*Problem details:* Two lines in the data below mark the range: the one with "let config = client::Config" and the one with "fn default() ->". Return both, along with every line between them, exactly.

[Saved data entries]
*** Block opens ***

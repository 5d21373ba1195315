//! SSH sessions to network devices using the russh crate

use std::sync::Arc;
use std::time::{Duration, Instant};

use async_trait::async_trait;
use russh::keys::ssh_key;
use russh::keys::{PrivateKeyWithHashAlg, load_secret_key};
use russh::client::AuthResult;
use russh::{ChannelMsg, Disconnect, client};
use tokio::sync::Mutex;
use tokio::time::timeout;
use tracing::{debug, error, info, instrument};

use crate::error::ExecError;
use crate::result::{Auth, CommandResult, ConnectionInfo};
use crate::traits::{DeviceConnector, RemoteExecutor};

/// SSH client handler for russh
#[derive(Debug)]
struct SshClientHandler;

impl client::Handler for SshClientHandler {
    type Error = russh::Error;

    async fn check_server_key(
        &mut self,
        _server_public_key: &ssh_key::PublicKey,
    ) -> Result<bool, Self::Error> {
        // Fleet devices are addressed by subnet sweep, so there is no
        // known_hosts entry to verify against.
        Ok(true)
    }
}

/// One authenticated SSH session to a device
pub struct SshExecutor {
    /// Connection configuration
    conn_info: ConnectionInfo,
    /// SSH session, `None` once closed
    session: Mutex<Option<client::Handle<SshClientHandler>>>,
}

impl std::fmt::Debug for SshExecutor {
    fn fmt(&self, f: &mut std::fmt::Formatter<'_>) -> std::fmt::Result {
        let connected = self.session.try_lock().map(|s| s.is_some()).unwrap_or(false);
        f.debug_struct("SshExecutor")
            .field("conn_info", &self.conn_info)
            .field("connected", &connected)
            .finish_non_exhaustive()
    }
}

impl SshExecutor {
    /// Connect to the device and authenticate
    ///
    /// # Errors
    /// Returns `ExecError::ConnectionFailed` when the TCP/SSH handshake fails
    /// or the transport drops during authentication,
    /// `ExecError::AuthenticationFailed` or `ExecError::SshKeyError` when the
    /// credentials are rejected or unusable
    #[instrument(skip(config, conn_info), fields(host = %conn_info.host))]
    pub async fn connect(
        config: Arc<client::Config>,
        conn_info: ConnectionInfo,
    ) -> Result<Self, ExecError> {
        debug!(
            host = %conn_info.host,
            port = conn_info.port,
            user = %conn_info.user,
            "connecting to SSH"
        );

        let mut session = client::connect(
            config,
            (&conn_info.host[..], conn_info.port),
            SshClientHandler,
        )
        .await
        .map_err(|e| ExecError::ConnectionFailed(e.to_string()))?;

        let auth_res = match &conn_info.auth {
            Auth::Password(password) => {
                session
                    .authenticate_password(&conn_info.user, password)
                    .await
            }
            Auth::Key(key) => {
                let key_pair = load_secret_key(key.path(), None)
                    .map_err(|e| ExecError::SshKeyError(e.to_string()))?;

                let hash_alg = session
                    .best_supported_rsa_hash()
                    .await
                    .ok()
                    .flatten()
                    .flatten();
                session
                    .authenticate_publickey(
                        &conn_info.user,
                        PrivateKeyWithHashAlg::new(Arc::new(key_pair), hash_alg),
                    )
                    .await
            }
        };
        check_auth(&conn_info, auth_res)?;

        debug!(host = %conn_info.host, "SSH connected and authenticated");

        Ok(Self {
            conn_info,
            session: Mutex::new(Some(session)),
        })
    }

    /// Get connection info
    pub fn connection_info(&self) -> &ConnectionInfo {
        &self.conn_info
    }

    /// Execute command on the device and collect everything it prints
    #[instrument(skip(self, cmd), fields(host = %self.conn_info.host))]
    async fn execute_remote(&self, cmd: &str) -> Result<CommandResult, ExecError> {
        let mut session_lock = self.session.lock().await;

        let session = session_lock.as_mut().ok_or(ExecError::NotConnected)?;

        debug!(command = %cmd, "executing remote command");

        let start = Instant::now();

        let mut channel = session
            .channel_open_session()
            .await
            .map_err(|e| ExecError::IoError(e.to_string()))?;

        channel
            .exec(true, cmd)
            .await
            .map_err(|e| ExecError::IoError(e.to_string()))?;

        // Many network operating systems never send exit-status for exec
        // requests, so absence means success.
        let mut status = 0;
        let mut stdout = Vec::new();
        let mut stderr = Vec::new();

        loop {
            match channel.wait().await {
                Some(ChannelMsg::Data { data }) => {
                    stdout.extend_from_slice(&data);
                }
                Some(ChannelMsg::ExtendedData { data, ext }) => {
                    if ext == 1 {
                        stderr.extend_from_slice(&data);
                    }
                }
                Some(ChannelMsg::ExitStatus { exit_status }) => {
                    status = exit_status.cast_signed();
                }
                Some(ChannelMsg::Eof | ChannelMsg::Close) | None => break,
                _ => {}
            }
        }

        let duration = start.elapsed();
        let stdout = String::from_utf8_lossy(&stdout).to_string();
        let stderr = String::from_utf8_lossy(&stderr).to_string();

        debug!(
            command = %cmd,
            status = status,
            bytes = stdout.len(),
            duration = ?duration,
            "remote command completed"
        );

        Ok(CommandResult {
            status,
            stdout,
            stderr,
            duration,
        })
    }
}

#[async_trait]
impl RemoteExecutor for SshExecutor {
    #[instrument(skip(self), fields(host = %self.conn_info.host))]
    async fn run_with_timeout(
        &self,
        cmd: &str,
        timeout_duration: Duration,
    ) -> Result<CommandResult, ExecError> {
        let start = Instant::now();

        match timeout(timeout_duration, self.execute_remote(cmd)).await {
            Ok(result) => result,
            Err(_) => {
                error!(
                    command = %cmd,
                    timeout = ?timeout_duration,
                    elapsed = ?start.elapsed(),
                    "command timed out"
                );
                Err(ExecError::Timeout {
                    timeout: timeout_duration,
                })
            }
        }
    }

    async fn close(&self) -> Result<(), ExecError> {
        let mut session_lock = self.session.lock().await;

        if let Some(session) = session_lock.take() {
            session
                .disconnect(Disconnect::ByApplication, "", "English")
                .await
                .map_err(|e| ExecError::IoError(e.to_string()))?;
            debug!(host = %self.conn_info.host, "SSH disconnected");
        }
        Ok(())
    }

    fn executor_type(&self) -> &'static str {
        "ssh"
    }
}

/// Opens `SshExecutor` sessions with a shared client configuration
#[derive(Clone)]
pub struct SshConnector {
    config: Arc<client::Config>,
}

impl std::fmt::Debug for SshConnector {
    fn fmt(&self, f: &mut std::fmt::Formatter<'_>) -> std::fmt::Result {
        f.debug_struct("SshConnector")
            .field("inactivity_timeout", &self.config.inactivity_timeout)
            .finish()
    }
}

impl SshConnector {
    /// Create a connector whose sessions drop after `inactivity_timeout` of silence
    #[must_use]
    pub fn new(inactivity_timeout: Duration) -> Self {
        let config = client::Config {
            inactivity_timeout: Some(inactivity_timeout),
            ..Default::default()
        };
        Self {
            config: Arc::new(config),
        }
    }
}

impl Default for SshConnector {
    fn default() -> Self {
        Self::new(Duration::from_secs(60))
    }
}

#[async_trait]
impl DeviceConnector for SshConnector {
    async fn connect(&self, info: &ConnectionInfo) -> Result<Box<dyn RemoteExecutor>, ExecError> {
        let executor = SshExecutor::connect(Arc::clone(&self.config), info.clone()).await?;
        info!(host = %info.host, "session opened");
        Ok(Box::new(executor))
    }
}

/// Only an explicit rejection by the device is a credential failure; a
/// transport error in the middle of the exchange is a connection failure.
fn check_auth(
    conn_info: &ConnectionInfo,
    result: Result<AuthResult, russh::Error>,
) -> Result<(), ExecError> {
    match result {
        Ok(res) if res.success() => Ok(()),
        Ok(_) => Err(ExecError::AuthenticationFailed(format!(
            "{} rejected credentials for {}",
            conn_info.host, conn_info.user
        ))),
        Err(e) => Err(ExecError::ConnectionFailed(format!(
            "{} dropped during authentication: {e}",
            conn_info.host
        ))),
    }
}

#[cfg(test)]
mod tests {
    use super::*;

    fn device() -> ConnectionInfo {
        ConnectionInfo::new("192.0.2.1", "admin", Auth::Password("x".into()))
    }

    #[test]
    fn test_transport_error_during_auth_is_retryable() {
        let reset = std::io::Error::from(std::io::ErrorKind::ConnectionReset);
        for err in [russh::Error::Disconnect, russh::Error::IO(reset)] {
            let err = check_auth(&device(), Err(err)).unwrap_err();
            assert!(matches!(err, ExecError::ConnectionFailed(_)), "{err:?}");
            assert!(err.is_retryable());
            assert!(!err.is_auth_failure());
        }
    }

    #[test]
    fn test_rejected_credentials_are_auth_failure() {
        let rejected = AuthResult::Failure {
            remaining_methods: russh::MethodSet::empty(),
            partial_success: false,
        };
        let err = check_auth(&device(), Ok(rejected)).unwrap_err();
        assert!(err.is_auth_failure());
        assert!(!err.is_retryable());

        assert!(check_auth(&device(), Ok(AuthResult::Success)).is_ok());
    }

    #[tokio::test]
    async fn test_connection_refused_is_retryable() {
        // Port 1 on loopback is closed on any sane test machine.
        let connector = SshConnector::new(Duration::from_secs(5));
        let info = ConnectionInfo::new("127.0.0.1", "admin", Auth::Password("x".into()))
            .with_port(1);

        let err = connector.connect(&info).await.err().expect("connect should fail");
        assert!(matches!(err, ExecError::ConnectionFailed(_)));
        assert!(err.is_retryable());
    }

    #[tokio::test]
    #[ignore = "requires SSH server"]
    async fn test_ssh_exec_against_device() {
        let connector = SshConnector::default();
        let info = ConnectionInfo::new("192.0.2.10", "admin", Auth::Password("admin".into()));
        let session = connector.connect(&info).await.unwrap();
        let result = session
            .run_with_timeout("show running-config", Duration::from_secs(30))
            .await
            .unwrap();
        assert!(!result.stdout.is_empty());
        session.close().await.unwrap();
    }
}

*** Block closes ***

*Answer to this exercise:*
        let config = client::Config {
            inactivity_timeout: Some(inactivity_timeout),
            ..Default::default()
        };
        Self {
            config: Arc::new(config),
        }
    }
}

impl Default for SshConnector {
    fn default() -> Self {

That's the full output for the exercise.